I could easily live with her thinking of me as morally or mentally deranged. But since she is in the position of an educator – she happens to run a publicly funded exhibition space -, her views on people who might fall for propaganda are dangerous. It is easiest, I know, to look at your opponent as someone being stupid or morally completely out of line. I think if you do this, it is quite certain, that you and your opponent can at least agree on this one idea – since he definitely thinks of you the same way. But beyond this fictitious agreement, there is little we have learned from this encounter.

She did not even seem to try to understand the mechanisms at work here. For her, all the young men who watch these videos are stupid and all the people who make the videos are evil. She did not really express that, but since I look at the material and work with it, to her, I might even fall in both categories.

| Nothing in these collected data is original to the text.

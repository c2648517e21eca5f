//! Canonical address of a cached value.

use std::fmt;

use crate::error::KeyError;
use crate::identifier::Identifier;
use crate::slot::slot_for_key;

/// Location of a field inside the document store.
#[derive(Debug, Clone, PartialEq, Eq, Hash)]
pub struct StoreLocation {
    /// Lower-cased namespace.
    pub collection: String,
    /// String form of the identifier.
    pub document_key: String,
    /// Lower-cased field name.
    pub field_name: String,
}

/// Key descriptor for one field of one entity.
///
/// Derives the shared-cache key (`namespace.field.identifier`), the
/// document-store location and the routing slot. All derived values are
/// computed once at construction; the slot is a pure function of the cache
/// key.
#[derive(Debug, Clone, PartialEq, Eq, Hash)]
pub struct DataKey {
    namespace: String,
    field: String,
    identifier: Identifier,
    cache_key: String,
    location: StoreLocation,
    slot: u16,
}

impl DataKey {
    /// Compute a key descriptor.
    ///
    /// Rejects empty components and namespaces or fields containing the `.`
    /// separator, since those would make distinct triples collide on the same
    /// cache key.
    pub fn new(
        namespace: impl Into<String>,
        field: impl Into<String>,
        identifier: impl Into<Identifier>,
    ) -> Result<Self, KeyError> {
        let namespace = namespace.into();
        let field = field.into();
        let identifier = identifier.into();

        if namespace.is_empty() {
            return Err(KeyError::EmptyNamespace);
        }
        if field.is_empty() {
            return Err(KeyError::EmptyField);
        }
        if identifier.is_empty() {
            return Err(KeyError::EmptyIdentifier);
        }
        for part in [&namespace, &field] {
            if part.contains('.') {
                return Err(KeyError::ContainsSeparator(part.clone()));
            }
        }

        let document_key = identifier.to_string();
        let cache_key = format!("{namespace}.{field}.{document_key}");
        let slot = slot_for_key(&cache_key);
        let location = StoreLocation {
            collection: namespace.to_lowercase(),
            document_key,
            field_name: field.to_lowercase(),
        };

        Ok(Self {
            namespace,
            field,
            identifier,
            cache_key,
            location,
            slot,
        })
    }

    pub fn namespace(&self) -> &str {
        &self.namespace
    }

    pub fn field(&self) -> &str {
        &self.field
    }

    pub fn identifier(&self) -> &Identifier {
        &self.identifier
    }

    /// Shared-cache key: `namespace.field.identifier`.
    #[inline]
    pub fn cache_key(&self) -> &str {
        &self.cache_key
    }

    #[inline]
    pub fn location(&self) -> &StoreLocation {
        &self.location
    }

    /// Routing slot in `0..SLOT_COUNT`.
    #[inline]
    pub fn slot(&self) -> u16 {
        self.slot
    }
}

impl fmt::Display for DataKey {
    fn fmt(&self, f: &mut fmt::Formatter<'_>) -> fmt::Result {
        f.write_str(&self.cache_key)
    }
}

#[cfg(test)]
mod tests {
    use super::*;
    use crate::slot::SLOT_COUNT;
    use uuid::Uuid;

    #[test]
    fn test_derived_values() {
        let key = DataKey::new("User", "Level", "u1").unwrap();
        assert_eq!(key.cache_key(), "User.Level.u1");
        assert_eq!(key.location().collection, "user");
        assert_eq!(key.location().document_key, "u1");
        assert_eq!(key.location().field_name, "level");
        assert!((key.slot() as usize) < SLOT_COUNT);
    }

    #[test]
    fn test_slot_is_deterministic() {
        let id = Uuid::new_v4();
        let a = DataKey::new("user", "level", id).unwrap();
        let b = DataKey::new("user", "level", id).unwrap();
        assert_eq!(a.slot(), b.slot());
        assert_eq!(a.slot(), slot_for_key(&format!("user.level.{id}")));
    }

    #[test]
    fn test_rejects_invalid_components() {
        assert_eq!(DataKey::new("", "level", "u1"), Err(KeyError::EmptyNamespace));
        assert_eq!(DataKey::new("user", "", "u1"), Err(KeyError::EmptyField));
        assert_eq!(DataKey::new("user", "level", ""), Err(KeyError::EmptyIdentifier));
        assert_eq!(
            DataKey::new("user.v2", "level", "u1"),
            Err(KeyError::ContainsSeparator("user.v2".into()))
        );
    }
}
//! Process-wide table of foreign invalidations.

use std::sync::atomic::{AtomicI64, Ordering};

use uuid::Uuid;

use crate::slot::SLOT_COUNT;
use crate::time::now_millis;

/// Slot-indexed "last invalidated" timestamps plus this process's instance id.
///
/// Only foreign updates advance a slot; local writes stamp their own cache
/// object instead. Each slot is an independent atomic, so invalidations never
/// block readers of other slots.
pub struct InvalidationClock {
    instance_id: Uuid,
    last_invalidated: Box<[AtomicI64]>,
}

impl InvalidationClock {
    /// Create a clock with a random instance id.
    pub fn new() -> Self {
        Self::with_instance_id(Uuid::new_v4())
    }

    pub fn with_instance_id(instance_id: Uuid) -> Self {
        let last_invalidated = (0..SLOT_COUNT).map(|_| AtomicI64::new(0)).collect();
        Self {
            instance_id,
            last_invalidated,
        }
    }

    #[inline]
    pub fn instance_id(&self) -> Uuid {
        self.instance_id
    }

    /// Record a foreign update of `slot` at the current time.
    pub fn invalidate(&self, slot: u16) {
        self.invalidate_at(slot, now_millis());
    }

    /// Record a foreign update of `slot` at `timestamp`. Never moves a slot
    /// backwards.
    pub fn invalidate_at(&self, slot: u16, timestamp: i64) {
        if let Some(cell) = self.last_invalidated.get(slot as usize) {
            cell.fetch_max(timestamp, Ordering::AcqRel);
            tracing::trace!(slot, timestamp, "slot invalidated");
        } else {
            tracing::warn!(slot, "ignoring invalidation for out-of-range slot");
        }
    }

    /// Millisecond timestamp of the last foreign update of `slot`, `0` if none.
    #[inline]
    pub fn last_invalidated(&self, slot: u16) -> i64 {
        self.last_invalidated
            .get(slot as usize)
            .map(|cell| cell.load(Ordering::Acquire))
            .unwrap_or(0)
    }

    /// Whether a value refreshed at `timestamp` is still trustworthy.
    #[inline]
    pub fn is_fresh(&self, slot: u16, timestamp: i64) -> bool {
        timestamp != 0 && timestamp > self.last_invalidated(slot)
    }
}

impl Default for InvalidationClock {
    fn default() -> Self {
        Self::new()
    }
}

impl std::fmt::Debug for InvalidationClock {
    fn fmt(&self, f: &mut std::fmt::Formatter<'_>) -> std::fmt::Result {
        f.debug_struct("InvalidationClock")
            .field("instance_id", &self.instance_id)
            .field("slots", &self.last_invalidated.len())
            .finish()
    }
}

#[cfg(test)]
mod tests {
    use super::*;

    #[test]
    fn test_starts_zeroed() {
        let clock = InvalidationClock::new();
        assert_eq!(clock.last_invalidated(0), 0);
        assert_eq!(clock.last_invalidated((SLOT_COUNT - 1) as u16), 0);
        assert!(!clock.is_fresh(0, 0));
        assert!(clock.is_fresh(0, 1));
    }

    #[test]
    fn test_invalidate_marks_older_values_stale() {
        let clock = InvalidationClock::new();
        let refreshed = now_millis() - 1;
        assert!(clock.is_fresh(42, refreshed));

        clock.invalidate(42);
        assert!(!clock.is_fresh(42, refreshed));
        // Other slots untouched
        assert!(clock.is_fresh(43, refreshed));
    }

    #[test]
    fn test_never_moves_backwards() {
        let clock = InvalidationClock::new();
        clock.invalidate_at(7, 1_000);
        clock.invalidate_at(7, 500);
        assert_eq!(clock.last_invalidated(7), 1_000);
    }

    #[test]
    fn test_out_of_range_slot_is_ignored() {
        let clock = InvalidationClock::new();
        clock.invalidate(u16::MAX);
        assert_eq!(clock.last_invalidated(u16::MAX), 0);
    }
}
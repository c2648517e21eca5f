use serde::{Deserialize, Serialize};
use std::fmt;

/// Which tiers a cached field is replicated to.
#[derive(Debug, Clone, Copy, PartialEq, Eq, Hash, Serialize, Deserialize)]
#[serde(rename_all = "lowercase")]
pub enum ReplicationPolicy {
    /// Shared cache only, with invalidation broadcast.
    Sync,
    /// Document store only.
    Persist,
    /// Shared cache and document store, with invalidation broadcast.
    Both,
    /// Process-local memory only. Never touches the network.
    None,
}

impl ReplicationPolicy {
    /// Writes go to the shared cache and publish a sync message.
    #[inline]
    pub fn syncs(self) -> bool {
        matches!(self, Self::Sync | Self::Both)
    }

    /// Reads fall back to, and writes go to, the document store.
    #[inline]
    pub fn persists(self) -> bool {
        matches!(self, Self::Persist | Self::Both)
    }

    #[inline]
    pub fn is_local(self) -> bool {
        self == Self::None
    }
}

impl fmt::Display for ReplicationPolicy {
    fn fmt(&self, f: &mut fmt::Formatter<'_>) -> fmt::Result {
        match self {
            Self::Sync => write!(f, "sync"),
            Self::Persist => write!(f, "persist"),
            Self::Both => write!(f, "both"),
            Self::None => write!(f, "none"),
        }
    }
}

#[cfg(test)]
mod tests {
    use super::*;

    #[test]
    fn test_tiers() {
        assert!(ReplicationPolicy::Sync.syncs());
        assert!(!ReplicationPolicy::Sync.persists());
        assert!(ReplicationPolicy::Persist.persists());
        assert!(!ReplicationPolicy::Persist.syncs());
        assert!(ReplicationPolicy::Both.syncs() && ReplicationPolicy::Both.persists());
        assert!(ReplicationPolicy::None.is_local());
        assert!(!ReplicationPolicy::None.syncs() && !ReplicationPolicy::None.persists());
    }

    #[test]
    fn test_serde_names() {
        let policy: ReplicationPolicy = serde_json::from_str("\"both\"").unwrap();
        assert_eq!(policy, ReplicationPolicy::Both);
        assert_eq!(serde_json::to_string(&ReplicationPolicy::None).unwrap(), "\"none\"");
    }
}
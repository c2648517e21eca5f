use std::sync::atomic::{AtomicU64, Ordering};

/// Cache statistics for monitoring.
#[derive(Debug, Clone, Copy, Default, PartialEq, Eq)]
pub struct CacheStats {
    /// Reads answered from process memory, including confirmed-absent keys.
    pub local_hits: u64,
    /// Reads answered by the shared cache.
    pub shared_hits: u64,
    /// Reads answered by the document store.
    pub store_hits: u64,
    /// Reads that found no value in any tier.
    pub misses: u64,
    /// Remote values that failed to decode and were treated as absent.
    pub decode_failures: u64,
    /// Writes fully propagated to their remote tiers.
    pub propagated: u64,
    /// Writes that failed at some propagation stage.
    pub propagation_failures: u64,
    /// Foreign sync messages applied to the invalidation clock.
    pub invalidations: u64,
    /// Sync messages from this instance, ignored.
    pub self_echoes: u64,
}

impl CacheStats {
    /// Calculate hit rate as a percentage.
    pub fn hit_rate(&self) -> f64 {
        let hits = self.local_hits + self.shared_hits + self.store_hits;
        let total = hits + self.misses;
        if total == 0 {
            0.0
        } else {
            (hits as f64 / total as f64) * 100.0
        }
    }
}

#[derive(Debug, Default)]
pub(crate) struct StatsRecorder {
    local_hits: AtomicU64,
    shared_hits: AtomicU64,
    store_hits: AtomicU64,
    misses: AtomicU64,
    decode_failures: AtomicU64,
    propagated: AtomicU64,
    propagation_failures: AtomicU64,
    invalidations: AtomicU64,
    self_echoes: AtomicU64,
}

macro_rules! recorders {
    ($($name:ident => $field:ident),* $(,)?) => {
        $(
            #[inline]
            pub(crate) fn $name(&self) {
                self.$field.fetch_add(1, Ordering::Relaxed);
            }
        )*
    };
}

impl StatsRecorder {
    recorders! {
        local_hit => local_hits,
        shared_hit => shared_hits,
        store_hit => store_hits,
        miss => misses,
        decode_failure => decode_failures,
        propagated => propagated,
        propagation_failure => propagation_failures,
        invalidation => invalidations,
        self_echo => self_echoes,
    }

    pub(crate) fn snapshot(&self) -> CacheStats {
        CacheStats {
            local_hits: self.local_hits.load(Ordering::Relaxed),
            shared_hits: self.shared_hits.load(Ordering::Relaxed),
            store_hits: self.store_hits.load(Ordering::Relaxed),
            misses: self.misses.load(Ordering::Relaxed),
            decode_failures: self.decode_failures.load(Ordering::Relaxed),
            propagated: self.propagated.load(Ordering::Relaxed),
            propagation_failures: self.propagation_failures.load(Ordering::Relaxed),
            invalidations: self.invalidations.load(Ordering::Relaxed),
            self_echoes: self.self_echoes.load(Ordering::Relaxed),
        }
    }
}

#[cfg(test)]
mod tests {
    use super::*;

    #[test]
    fn test_hit_rate() {
        let recorder = StatsRecorder::default();
        assert_eq!(recorder.snapshot().hit_rate(), 0.0);

        recorder.local_hit();
        recorder.shared_hit();
        recorder.store_hit();
        recorder.miss();
        let stats = recorder.snapshot();
        assert_eq!(stats.misses, 1);
        assert_eq!(stats.hit_rate(), 75.0);
    }
}
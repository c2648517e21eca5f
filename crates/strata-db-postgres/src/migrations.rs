//! Embedded schema migrations.

use std::borrow::Cow;

use sqlx_core::migrate::{Migration, MigrationType, Migrator};
use sqlx_postgres::PgPool;
use tracing::{info, instrument};

use crate::error::{PostgresError, Result};

/// (version, description, sql) in chronological order.
const MIGRATIONS: &[(i64, &str, &str)] = &[(
    20261016000001,
    "documents",
    include_str!("../migrations/20261016000001_documents.sql"),
)];

fn build_migrations() -> Vec<Migration> {
    MIGRATIONS
        .iter()
        .map(|(version, description, sql)| Migration {
            version: *version,
            description: Cow::Borrowed(*description),
            migration_type: MigrationType::Simple,
            sql: Cow::Borrowed(*sql),
            checksum: Cow::Borrowed(&[]),
            no_tx: false,
        })
        .collect()
}

/// Applies every pending migration. Tracked in `_sqlx_migrations`.
#[instrument(skip(pool))]
pub async fn run(pool: &PgPool) -> Result<()> {
    let migrations = build_migrations();
    info!(count = migrations.len(), "Running document store migrations");

    let migrator = Migrator {
        migrations: Cow::Owned(migrations),
        ignore_missing: false,
        locking: true,
        no_tx: false,
    };

    migrator
        .run(pool)
        .await
        .map_err(|e| PostgresError::Migration(format!("Migration failed: {e}")))?;

    info!("Document store migrations completed");
    Ok(())
}
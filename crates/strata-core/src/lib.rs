//! # strata-core
//!
//! Pure building blocks of the Strata tiered cache: key descriptors and
//! routing slots, replication policies, value converters and their registry,
//! the invalidation clock and the sync message codec. Nothing in this crate
//! performs I/O.

pub mod clock;
pub mod converter;
pub mod error;
pub mod identifier;
pub mod key;
pub mod policy;
pub mod slot;
pub mod sync;
pub mod time;

pub use clock::InvalidationClock;
pub use converter::{
    ConverterRegistry, Entity, EntityConverter, JsonConverter, ListConverter, MapConverter,
    OptionalConverter, SharedConverter, Tagged, TaggedConverter, TypeTag, ValueConverter,
};
pub use error::{ConversionError, CoreError, KeyError, RegistryError, Result, SyncMessageError};
pub use identifier::Identifier;
pub use key::{DataKey, StoreLocation};
pub use policy::ReplicationPolicy;
pub use slot::{SLOT_COUNT, slot_for_key};
pub use sync::{SYNC_MESSAGE_LEN, SyncMessage};
pub use time::{now_millis, refresh_stamp};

One of her arguments was quite striking. She said, the people who create these videos burn innocent victims and are therefore purely evil. At a first glimpse, that sounds like a sound argument. But upon close inspection, I find it funny that she goes for this argument. Since she does not watch any propaganda of this kind – something she made quite clear – it is certainly unknown to her, that this is precisely the argument that is used in some of the propaganda videos. Quite often you see footage of burned and maimed civilians, very often of innocent children, before the video shows the execution of accused spies or foreign soldiers. They seem to look at us in the West as those who burn and maim the innocent and therefore the evil ones.

So, does it help if both sides call the other evil? I guess not. But this is also not the question I am interested in addressing with my work. Taken the decision aside who might be more evil and just take is as a given fact that not everyone who falls for propaganda lacks a degree of higher education, what can we learn from these videos? How do they function? And what could be a societies response to counter them? These are questions the curator should not come to easily, if she is really that quick in dismissing all that is shown.

One reason for her lack of understanding might be that she has a hard time looking beyond the brutality in these videos. But while writing this, the question pops up, how this could matter, since she does not watch any of these videos. From a first-hand perspective, she has little knowledge about how brutal these videos truly are. I guess we are in the realm of the slogan-ized “decapitation video”. It is claimed constantly that these videos are so brutal that no one should watch them and therefore they are somehow removed from an open debate. Many of the videos are absolutely horrible – don’t get me wrong on that – but most are not really beyond the brutality level of Hollywood. Maybe she can not stand R-rated movies either.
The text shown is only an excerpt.